# Work task:
Below are the records; copy each line in which "usize" can be found.

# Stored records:

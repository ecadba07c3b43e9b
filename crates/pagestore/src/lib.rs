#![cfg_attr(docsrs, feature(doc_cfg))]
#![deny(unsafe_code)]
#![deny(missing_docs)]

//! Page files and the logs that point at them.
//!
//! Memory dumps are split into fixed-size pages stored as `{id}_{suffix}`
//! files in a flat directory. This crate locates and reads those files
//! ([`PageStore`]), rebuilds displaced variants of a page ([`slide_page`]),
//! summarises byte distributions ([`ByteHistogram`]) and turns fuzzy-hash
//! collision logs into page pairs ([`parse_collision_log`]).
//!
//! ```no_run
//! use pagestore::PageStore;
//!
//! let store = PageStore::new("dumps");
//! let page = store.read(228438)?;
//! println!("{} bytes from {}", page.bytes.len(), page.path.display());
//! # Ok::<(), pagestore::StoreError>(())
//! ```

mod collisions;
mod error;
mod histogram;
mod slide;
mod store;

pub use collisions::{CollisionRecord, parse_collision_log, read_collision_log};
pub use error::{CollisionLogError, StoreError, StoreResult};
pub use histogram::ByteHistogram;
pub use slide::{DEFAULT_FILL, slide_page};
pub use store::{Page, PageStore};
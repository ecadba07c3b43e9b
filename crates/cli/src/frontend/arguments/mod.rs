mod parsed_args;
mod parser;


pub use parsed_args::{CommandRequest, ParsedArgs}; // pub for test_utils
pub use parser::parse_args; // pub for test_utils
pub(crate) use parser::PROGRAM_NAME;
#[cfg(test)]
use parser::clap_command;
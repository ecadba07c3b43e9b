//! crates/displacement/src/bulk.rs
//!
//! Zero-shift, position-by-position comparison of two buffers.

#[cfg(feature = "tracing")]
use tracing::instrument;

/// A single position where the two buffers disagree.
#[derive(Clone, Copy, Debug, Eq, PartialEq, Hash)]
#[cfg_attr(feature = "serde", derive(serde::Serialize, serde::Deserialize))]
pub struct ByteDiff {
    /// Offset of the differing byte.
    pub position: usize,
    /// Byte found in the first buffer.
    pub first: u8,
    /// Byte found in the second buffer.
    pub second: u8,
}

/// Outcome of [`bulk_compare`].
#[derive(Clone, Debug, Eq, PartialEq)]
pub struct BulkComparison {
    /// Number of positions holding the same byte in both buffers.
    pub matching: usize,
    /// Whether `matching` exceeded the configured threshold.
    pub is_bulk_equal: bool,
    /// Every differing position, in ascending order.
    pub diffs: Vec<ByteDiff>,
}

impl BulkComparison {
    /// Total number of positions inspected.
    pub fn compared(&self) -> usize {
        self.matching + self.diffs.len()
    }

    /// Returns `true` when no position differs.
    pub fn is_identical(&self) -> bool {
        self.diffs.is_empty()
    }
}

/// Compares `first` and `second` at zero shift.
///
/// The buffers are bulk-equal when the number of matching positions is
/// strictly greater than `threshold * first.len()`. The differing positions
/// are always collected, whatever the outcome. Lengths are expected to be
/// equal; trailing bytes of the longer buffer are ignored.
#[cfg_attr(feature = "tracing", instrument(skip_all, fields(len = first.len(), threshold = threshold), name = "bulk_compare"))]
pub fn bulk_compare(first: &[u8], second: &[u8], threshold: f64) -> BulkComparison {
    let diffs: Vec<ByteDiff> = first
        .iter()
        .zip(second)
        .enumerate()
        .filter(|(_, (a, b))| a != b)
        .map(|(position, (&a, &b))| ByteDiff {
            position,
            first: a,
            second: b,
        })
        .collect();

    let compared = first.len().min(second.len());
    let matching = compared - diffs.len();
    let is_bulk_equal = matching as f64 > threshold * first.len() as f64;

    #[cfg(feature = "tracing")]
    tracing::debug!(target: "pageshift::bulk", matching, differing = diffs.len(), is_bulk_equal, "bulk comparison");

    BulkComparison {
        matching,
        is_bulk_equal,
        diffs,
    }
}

...

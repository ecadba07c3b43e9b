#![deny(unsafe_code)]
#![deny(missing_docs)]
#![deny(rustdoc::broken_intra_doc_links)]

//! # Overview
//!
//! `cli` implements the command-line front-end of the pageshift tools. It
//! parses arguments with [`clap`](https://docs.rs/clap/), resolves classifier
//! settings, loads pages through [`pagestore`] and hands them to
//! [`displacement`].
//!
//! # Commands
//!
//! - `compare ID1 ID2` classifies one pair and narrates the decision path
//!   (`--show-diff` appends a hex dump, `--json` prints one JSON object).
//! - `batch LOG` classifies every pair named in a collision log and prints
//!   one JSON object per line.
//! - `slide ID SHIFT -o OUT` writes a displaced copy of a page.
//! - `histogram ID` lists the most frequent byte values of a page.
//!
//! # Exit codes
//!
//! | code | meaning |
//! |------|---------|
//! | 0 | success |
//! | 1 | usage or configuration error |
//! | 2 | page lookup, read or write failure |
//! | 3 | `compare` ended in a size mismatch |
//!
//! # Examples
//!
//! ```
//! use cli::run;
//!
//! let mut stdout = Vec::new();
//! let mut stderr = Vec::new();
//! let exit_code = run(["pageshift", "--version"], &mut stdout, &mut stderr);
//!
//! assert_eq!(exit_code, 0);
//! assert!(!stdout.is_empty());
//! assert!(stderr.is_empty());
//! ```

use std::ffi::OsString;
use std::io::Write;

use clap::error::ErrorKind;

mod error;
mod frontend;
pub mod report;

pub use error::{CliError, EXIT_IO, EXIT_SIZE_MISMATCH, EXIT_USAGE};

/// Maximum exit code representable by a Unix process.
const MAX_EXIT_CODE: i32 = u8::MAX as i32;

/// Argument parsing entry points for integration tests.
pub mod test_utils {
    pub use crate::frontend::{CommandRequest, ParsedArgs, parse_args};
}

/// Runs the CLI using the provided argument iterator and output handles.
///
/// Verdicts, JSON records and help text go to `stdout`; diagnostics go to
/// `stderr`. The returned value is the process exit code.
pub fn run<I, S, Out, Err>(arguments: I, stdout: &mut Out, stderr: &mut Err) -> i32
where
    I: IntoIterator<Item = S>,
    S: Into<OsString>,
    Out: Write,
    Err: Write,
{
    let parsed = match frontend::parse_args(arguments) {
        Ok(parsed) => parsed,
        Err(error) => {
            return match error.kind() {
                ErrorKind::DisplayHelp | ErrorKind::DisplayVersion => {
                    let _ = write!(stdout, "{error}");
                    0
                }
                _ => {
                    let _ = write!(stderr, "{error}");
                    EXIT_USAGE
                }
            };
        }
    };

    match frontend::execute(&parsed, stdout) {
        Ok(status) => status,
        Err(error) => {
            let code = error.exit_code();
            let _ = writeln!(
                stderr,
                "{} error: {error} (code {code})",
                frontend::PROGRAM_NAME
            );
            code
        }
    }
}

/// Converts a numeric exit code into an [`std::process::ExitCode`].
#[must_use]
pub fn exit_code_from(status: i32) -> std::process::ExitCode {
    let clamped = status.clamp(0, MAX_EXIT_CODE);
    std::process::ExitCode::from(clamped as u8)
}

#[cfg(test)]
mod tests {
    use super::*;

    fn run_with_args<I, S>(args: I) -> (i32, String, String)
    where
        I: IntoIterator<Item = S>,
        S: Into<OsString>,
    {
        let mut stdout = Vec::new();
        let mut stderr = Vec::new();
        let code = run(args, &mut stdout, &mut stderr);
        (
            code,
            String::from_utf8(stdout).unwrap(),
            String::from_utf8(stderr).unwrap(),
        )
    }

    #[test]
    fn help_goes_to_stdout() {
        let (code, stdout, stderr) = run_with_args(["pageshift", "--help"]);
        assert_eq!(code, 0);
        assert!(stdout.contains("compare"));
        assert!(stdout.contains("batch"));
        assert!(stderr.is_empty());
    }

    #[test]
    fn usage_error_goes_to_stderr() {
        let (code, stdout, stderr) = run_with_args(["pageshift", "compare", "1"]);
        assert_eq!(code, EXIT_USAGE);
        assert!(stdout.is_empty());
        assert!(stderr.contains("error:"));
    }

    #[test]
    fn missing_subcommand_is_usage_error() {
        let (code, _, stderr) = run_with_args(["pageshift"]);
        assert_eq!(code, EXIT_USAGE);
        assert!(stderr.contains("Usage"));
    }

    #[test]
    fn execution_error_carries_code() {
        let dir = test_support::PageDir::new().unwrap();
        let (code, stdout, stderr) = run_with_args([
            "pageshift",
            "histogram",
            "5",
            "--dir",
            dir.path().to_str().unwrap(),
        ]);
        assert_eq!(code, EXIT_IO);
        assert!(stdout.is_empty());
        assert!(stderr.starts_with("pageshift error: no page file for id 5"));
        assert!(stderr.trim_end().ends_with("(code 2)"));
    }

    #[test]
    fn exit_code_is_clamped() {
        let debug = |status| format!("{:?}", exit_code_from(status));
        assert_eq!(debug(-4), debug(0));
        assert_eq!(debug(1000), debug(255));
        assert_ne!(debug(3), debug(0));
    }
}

# Answer to the exercise:
    pub position: usize,
    pub matching: usize,
    pub fn compared(&self) -> usize {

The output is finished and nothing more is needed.